This Act simplifies digital asset taxation by exempting small network fees, allowing simplified accounting for widely traded assets, and treating U.S. dollar stablecoin transactions as cash-like for routine users.
Rudy Yakym
Representative
IN-2
The Less Tax Paperwork for Digital Asset Owners Act aims to simplify the tax obligations for digital asset owners. It introduces tax exemptions for small network fees, creates an optional simplified accounting method for widely traded assets, and treats U.S. dollar stablecoin transactions much like cash. The bill also updates broker reporting requirements to reflect these changes.
If you’ve ever tried to report crypto on your taxes, you know it’s a nightmare of tracking every single 'gas fee' and price fluctuation. The 'Less Tax Paperwork for Digital Asset Owners Act' aims to change that by treating small digital transactions more like the cash in your wallet. Starting after December 31, 2027, the bill introduces a $10 de minimis exemption for network fees. Under Section 2, if you pay a fee of $10 or less to validate a transaction—like sending a payment or interacting with a smart contract—you won’t have to calculate or report a capital gain or loss on the digital asset used to pay that fee. For a regular person just trying to move some funds around, this means no longer having to track a 50-cent gain on the fraction of a coin used for network gas.

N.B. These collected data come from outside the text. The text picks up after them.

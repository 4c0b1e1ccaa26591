//! T2L - transit document helper
//!
//! Matches operator-entered chassis numbers against a stock export and
//! renders the lists needed to fill in a T2L declaration.
//!
//! # Pipeline
//!
//! - [`stock`]: read the stock CSV/XLSX and detect chassis, destination and model columns
//! - [`matcher`]: build one [`DerivedRecord`] per chassis number
//! - [`render`]: format C3, G3, packaging and document lines
//! - [`excel`]: write the T2L sheet and the attached list workbook
//!
//! Destination mappings and HS overrides live in [`store`] on top of the
//! [`storage::KeyValueStore`] port.
//!
//! # Example
//!
//! ```
//! use t2l::pipeline::{generate, GenerateRequest, GenerateSettings};
//! use t2l::stock::StockTable;
//! use t2l::store::default_mappings;
//! use t2l::types::{HsOverrides, DEFAULT_HS_CODE, DEFAULT_WEIGHT};
//!
//! let stock = StockTable::from_reader("VIN,Dest,Model\nABC123,DEHAMXX,X1\n".as_bytes())?;
//! let mappings = default_mappings();
//! let hs = HsOverrides::new();
//! let settings = GenerateSettings {
//!     mappings: &mappings,
//!     hs_overrides: &hs,
//!     weight: DEFAULT_WEIGHT,
//!     default_hs_code: DEFAULT_HS_CODE,
//! };
//! let request = GenerateRequest {
//!     chassis_text: "ABC123".into(),
//!     swb: "SWB1".into(),
//!     ..Default::default()
//! };
//!
//! let output = generate(&request, Some(&stock), &settings)?;
//! assert_eq!(output.report.items[0].g3, "SWB1 - 001 - 1000 - ABC123 - X1 - HAMBURG");
//! # Ok::<(), t2l::error::T2lError>(())
//! ```

pub mod cli;
pub mod config;
pub mod error;
pub mod excel;
pub mod logging;
pub mod matcher;
pub mod pipeline;
pub mod prefs;
pub mod render;
pub mod stock;
pub mod storage;
pub mod store;
pub mod types;

// Re-export commonly used types
pub use error::{T2lError, T2lResult};
pub use types::{Brand, DerivedRecord, HsOverrides, MappingEntry};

For those using U.S. dollar stablecoins for everyday purchases, Section 4 is a game-changer. Currently, every time you buy a coffee with a stablecoin, you technically have a reportable tax event if the coin’s value shifted by a fraction of a penny. This bill creates a 'safe harbor' where if you acquired a qualified stablecoin within 0.5% of its $1.00 redemption value, your tax basis is automatically set to $1.00. When you spend it, as long as the value is still within that 99.5% to 100.5% window, the IRS will treat the transaction as having no gain or loss. It effectively stops the tax clock on minor market wobbles, allowing stablecoins to function as a practical medium of exchange rather than a complex investment vehicle.

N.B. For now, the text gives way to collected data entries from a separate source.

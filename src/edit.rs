//! The mutations applied by the rewrite engine ([`crate::rewrite`]). Each one
//! finds nodes with [`crate::query`] and edits their attributes, text or
//! children in place. None of them do any I/O.

use crate::article::{display_date, DATE_FORMAT};
use crate::html;
use crate::query::{find_all, find_one, find_one_where, Result};
use chrono::NaiveDate;
use kuchikiki::NodeRef;

/// Selects the page header whose class picks the header style.
pub const HEADER_SELECTOR: &str = "header";

/// Selects every date marker on a page.
pub const DATE_MARKER_SELECTOR: &str = "time[datetime]";

/// Selects candidates for the index page's insertion anchor.
pub const ANCHOR_SELECTOR: &str = "h2";

/// The text of the heading new cards are inserted after.
pub const ANCHOR_TEXT: &str = "Articles";

/// Moves every date marker under `node` whose `datetime` is `old` to `new`:
/// the attribute gets the new ISO date and the text the display form (see
/// [`display_date`]). When `old == new` the markers are left alone, so
/// hand-written text like "March 1st" survives. Returns the number of markers
/// matched; zero is not an error.
pub fn rewrite_dates(node: &NodeRef, old: NaiveDate, new: NaiveDate) -> Result<usize> {
    let moved = old != new;
    let old = old.format(DATE_FORMAT).to_string();
    let mut rewritten = 0;
    for time in find_all(node, DATE_MARKER_SELECTOR)? {
        if time.attributes.borrow().get("datetime").map(str::trim) != Some(old.as_str()) {
            continue;
        }
        rewritten += 1;
        if !moved {
            continue;
        }
        time.attributes
            .borrow_mut()
            .insert("datetime", new.format(DATE_FORMAT).to_string());
        replace_text(time.as_node(), display_date(new));
    }
    Ok(rewritten)
}

/// Replaces the `class` attribute of the page's single `header` element with
/// `class`.
pub fn set_header_class(document: &NodeRef, class: &str) -> Result<()> {
    let header = find_one(document, HEADER_SELECTOR)?;
    header
        .attributes
        .borrow_mut()
        .insert("class", class.to_owned());
    Ok(())
}

/// Inserts the `card` fragment right after the index page's "Articles"
/// heading, so the newest card always comes first. The card is indented to
/// the heading's level and followed by a line break, which leaves a blank line
/// between it and the next card.
pub fn insert_card(document: &NodeRef, card: &str) -> Result<()> {
    let heading = find_one_where(document, ANCHOR_SELECTOR, |heading| {
        heading.text_contents().trim() == ANCHOR_TEXT
    })?;
    let heading = heading.as_node();
    let indent = html::indentation_of(heading);

    let mut nodes = vec![NodeRef::new_text(format!("\n{}", indent))];
    nodes.extend(html::parse_fragment(&html::indent(card.trim(), &indent)));
    nodes.push(NodeRef::new_text("\n"));

    for node in nodes.into_iter().rev() {
        heading.insert_after(node);
    }
    Ok(())
}

/// Points every index card linking to `old_url` at `new_url` and moves the
/// card's date markers from `old` to `new`. A card is the `article` element
/// around the link. Returns the number of cards updated; an article that was
/// never indexed simply has none.
pub fn relink_card(
    document: &NodeRef,
    old_url: &str,
    new_url: &str,
    old: NaiveDate,
    new: NaiveDate,
) -> Result<usize> {
    let mut relinked = 0;
    for link in find_all(document, "article a[href]")? {
        if link.attributes.borrow().get("href") != Some(old_url) {
            continue;
        }
        link.attributes
            .borrow_mut()
            .insert("href", new_url.to_owned());
        let card = link.as_node().ancestors().find(|node| {
            node.as_element()
                .map(|element| &*element.name.local == "article")
                .unwrap_or(false)
        });
        if let Some(card) = card {
            rewrite_dates(&card, old, new)?;
        }
        relinked += 1;
    }
    Ok(relinked)
}

fn replace_text(node: &NodeRef, text: String) {
    let children: Vec<NodeRef> = node.children().collect();
    for child in children {
        child.detach();
    }
    node.append(NodeRef::new_text(text));
}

If you’re more active in the market, Section 3 introduces a 'simplified accounting' election for widely traded assets like Bitcoin or Ethereum. Instead of the 'First-In, First-Out' (FIFO) headache of tracking every individual coin’s purchase date, you can opt to calculate one net gain or loss for the entire year. You’d essentially compare what you had at the start and what you bought during the year against what you sold and what you held at the end. This is a massive relief for someone like a freelance developer or a small shop owner who handles hundreds of transactions; however, there is a catch: Section 3(c) mandates that all gains under this method are treated as short-term capital gains, meaning you might miss out on the lower tax rates usually reserved for long-term investments held over a year.

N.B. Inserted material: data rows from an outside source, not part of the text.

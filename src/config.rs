//! Loads the blog's configuration from a `bbblog.yaml` project file. The
//! directory holding the project file is the blog root: articles, the index
//! page and the feed are all located relative to it.
//!
//! ```yaml
//! site_url: https://blog.example.org/
//! title: My blog
//! subtitle: Notes and such
//! author:
//!   name: Baptiste
//! max_entries: 20
//! formatter: [npx, prettier, --parser, html]
//! ```

use crate::util::open;
use anyhow::{anyhow, Context, Result};
use serde::Deserialize;
use std::path::{Path, PathBuf};
use url::Url;

/// The name of the project file.
pub const PROJECT_FILE: &str = "bbblog.yaml";

#[derive(Deserialize)]
struct MaxEntries(usize);
impl Default for MaxEntries {
    fn default() -> Self {
        MaxEntries(20)
    }
}

fn default_title() -> String {
    String::from("Blog")
}

fn default_feed_file() -> String {
    String::from("feed.atom")
}

fn default_index_file() -> String {
    String::from("index.html")
}

fn default_articles_directory() -> String {
    String::from("articles")
}

#[derive(Deserialize)]
struct Project {
    site_url: Url,

    #[serde(default = "default_title")]
    title: String,

    #[serde(default)]
    subtitle: Option<String>,

    #[serde(default)]
    author: Option<Author>,

    #[serde(default = "default_feed_file")]
    feed_file: String,

    #[serde(default = "default_index_file")]
    index_file: String,

    #[serde(default = "default_articles_directory")]
    articles_directory: String,

    #[serde(default)]
    max_entries: MaxEntries,

    #[serde(default)]
    formatter: Vec<String>,

    #[serde(default)]
    templates: Templates,
}

#[derive(Deserialize, Default)]
struct Templates {
    #[serde(default)]
    card: Option<PathBuf>,

    #[serde(default)]
    article: Option<PathBuf>,
}

/// The author credited in the feed.
#[derive(Deserialize, Clone, Debug, PartialEq, Eq)]
pub struct Author {
    pub name: String,

    #[serde(default)]
    pub email: Option<String>,
}

/// The resolved configuration. All paths are joined onto the blog root.
#[derive(Clone, Debug)]
pub struct Config {
    pub root_directory: PathBuf,
    pub articles_directory: PathBuf,
    pub index_file: PathBuf,
    pub feed_file: PathBuf,
    pub feed_file_name: String,
    pub site_url: Url,
    pub feed_url: Url,
    pub title: String,
    pub subtitle: Option<String>,
    pub author: Option<Author>,
    pub max_entries: usize,
    pub formatter: Vec<String>,
    pub card_template: Option<PathBuf>,
    pub article_template: Option<PathBuf>,
}

impl Config {
    /// Loads the project file at `project_file` if given, otherwise searches
    /// for one from the current directory upwards.
    pub fn load(project_file: Option<&Path>) -> Result<Config> {
        match project_file {
            Some(path) => Config::from_project_file(path),
            None => Config::from_directory(&std::env::current_dir()?),
        }
    }

    /// Looks for [`PROJECT_FILE`] in `dir` and each of its parents.
    pub fn from_directory(dir: &Path) -> Result<Config> {
        let path = dir.join(PROJECT_FILE);
        if path.exists() {
            Config::from_project_file(&path)
                .with_context(|| format!("Loading configuration `{}`", path.display()))
        } else {
            match dir.parent() {
                Some(parent) => Config::from_directory(parent),
                None => Err(anyhow!(
                    "Could not find `{}` in any parent directory",
                    PROJECT_FILE
                )),
            }
        }
    }

    /// Loads the configuration from the project file at `path`.
    pub fn from_project_file(path: &Path) -> Result<Config> {
        let project: Project = serde_yaml::from_reader(open(path, "project")?)?;
        let path = path
            .canonicalize()
            .with_context(|| format!("Resolving `{}`", path.display()))?;
        let root = match path.parent() {
            None => {
                return Err(anyhow!(
                    "Can't get parent directory for provided project file path '{:?}'",
                    path
                ))
            }
            Some(root) => root.to_owned(),
        };
        Config::from_project(project, root)
    }

    fn from_project(project: Project, root: PathBuf) -> Result<Config> {
        let mut site_url = project.site_url;
        if !site_url.path().ends_with('/') {
            let path = format!("{}/", site_url.path());
            site_url.set_path(&path);
        }
        Ok(Config {
            articles_directory: root.join(&project.articles_directory),
            index_file: root.join(&project.index_file),
            feed_file: root.join(&project.feed_file),
            feed_url: site_url.join(&project.feed_file)?,
            feed_file_name: project.feed_file,
            site_url,
            title: project.title,
            subtitle: project.subtitle,
            author: project.author,
            max_entries: project.max_entries.0,
            formatter: project.formatter,
            card_template: project.templates.card.map(|p| root.join(p)),
            article_template: project.templates.article.map(|p| root.join(p)),
            root_directory: root,
        })
    }
}

#[cfg(test)]
mod test {
    use super::*;
    use std::fs;

    #[test]
    fn test_defaults() -> Result<()> {
        let dir = tempfile::tempdir()?;
        fs::write(
            dir.path().join(PROJECT_FILE),
            "site_url: https://blog.example.org/sub\n",
        )?;

        let config = Config::from_project_file(&dir.path().join(PROJECT_FILE))?;
        let root = dir.path().canonicalize()?;
        assert_eq!(root, config.root_directory);
        assert_eq!(root.join("articles"), config.articles_directory);
        assert_eq!(root.join("index.html"), config.index_file);
        assert_eq!(root.join("feed.atom"), config.feed_file);
        assert_eq!("https://blog.example.org/sub/", config.site_url.as_str());
        assert_eq!("https://blog.example.org/sub/feed.atom", config.feed_url.as_str());
        assert_eq!("Blog", config.title);
        assert_eq!(20, config.max_entries);
        assert!(config.formatter.is_empty());
        assert_eq!(None, config.author);
        Ok(())
    }

    #[test]
    fn test_full_project() -> Result<()> {
        let dir = tempfile::tempdir()?;
        fs::write(
            dir.path().join(PROJECT_FILE),
            concat!(
                "site_url: https://blog.example.org/\n",
                "title: Notes\n",
                "subtitle: Things I wrote down\n",
                "author:\n",
                "  name: Baptiste\n",
                "  email: b@example.org\n",
                "feed_file: rss.xml\n",
                "max_entries: 5\n",
                "formatter: [npx, prettier, --parser, html]\n",
                "templates:\n",
                "  card: theme/card.html\n",
            ),
        )?;

        let config = Config::from_project_file(&dir.path().join(PROJECT_FILE))?;
        let root = dir.path().canonicalize()?;
        assert_eq!("Notes", config.title);
        assert_eq!(Some("Things I wrote down".to_owned()), config.subtitle);
        assert_eq!(
            Some(Author {
                name: "Baptiste".to_owned(),
                email: Some("b@example.org".to_owned()),
            }),
            config.author
        );
        assert_eq!("https://blog.example.org/rss.xml", config.feed_url.as_str());
        assert_eq!(5, config.max_entries);
        assert_eq!(vec!["npx", "prettier", "--parser", "html"], config.formatter);
        assert_eq!(Some(root.join("theme/card.html")), config.card_template);
        assert_eq!(None, config.article_template);
        Ok(())
    }

    #[test]
    fn test_from_directory_searches_parents() -> Result<()> {
        let dir = tempfile::tempdir()?;
        fs::write(
            dir.path().join(PROJECT_FILE),
            "site_url: https://blog.example.org/\n",
        )?;
        let nested = dir.path().join("articles").join("2024");
        fs::create_dir_all(&nested)?;

        let config = Config::from_directory(&nested)?;
        assert_eq!(dir.path().canonicalize()?, config.root_directory);
        Ok(())
    }

    #[test]
    fn test_missing_site_url() -> Result<()> {
        let dir = tempfile::tempdir()?;
        fs::write(dir.path().join(PROJECT_FILE), "title: Notes\n")?;
        assert!(Config::from_project_file(&dir.path().join(PROJECT_FILE)).is_err());
        Ok(())
    }
}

While this bill is a win for the average user, it’s not a free-for-all. Section 2(e) specifically excludes professional traders, brokers, and anyone who executes more than 5,000 transactions a year from the small fee exemption. Additionally, the bill grants the Treasury Secretary significant 'Vague Authority' to decide which assets count as 'widely traded' (Section 6) and to write anti-abuse rules to stop people from breaking large fees into multiple $10 chunks to avoid taxes. While the goal is to cut through the bureaucratic noise, the actual implementation will rely heavily on IRS guidance that hasn't been written yet, meaning the 'simplified' future still has a few years of regulatory fine-tuning ahead.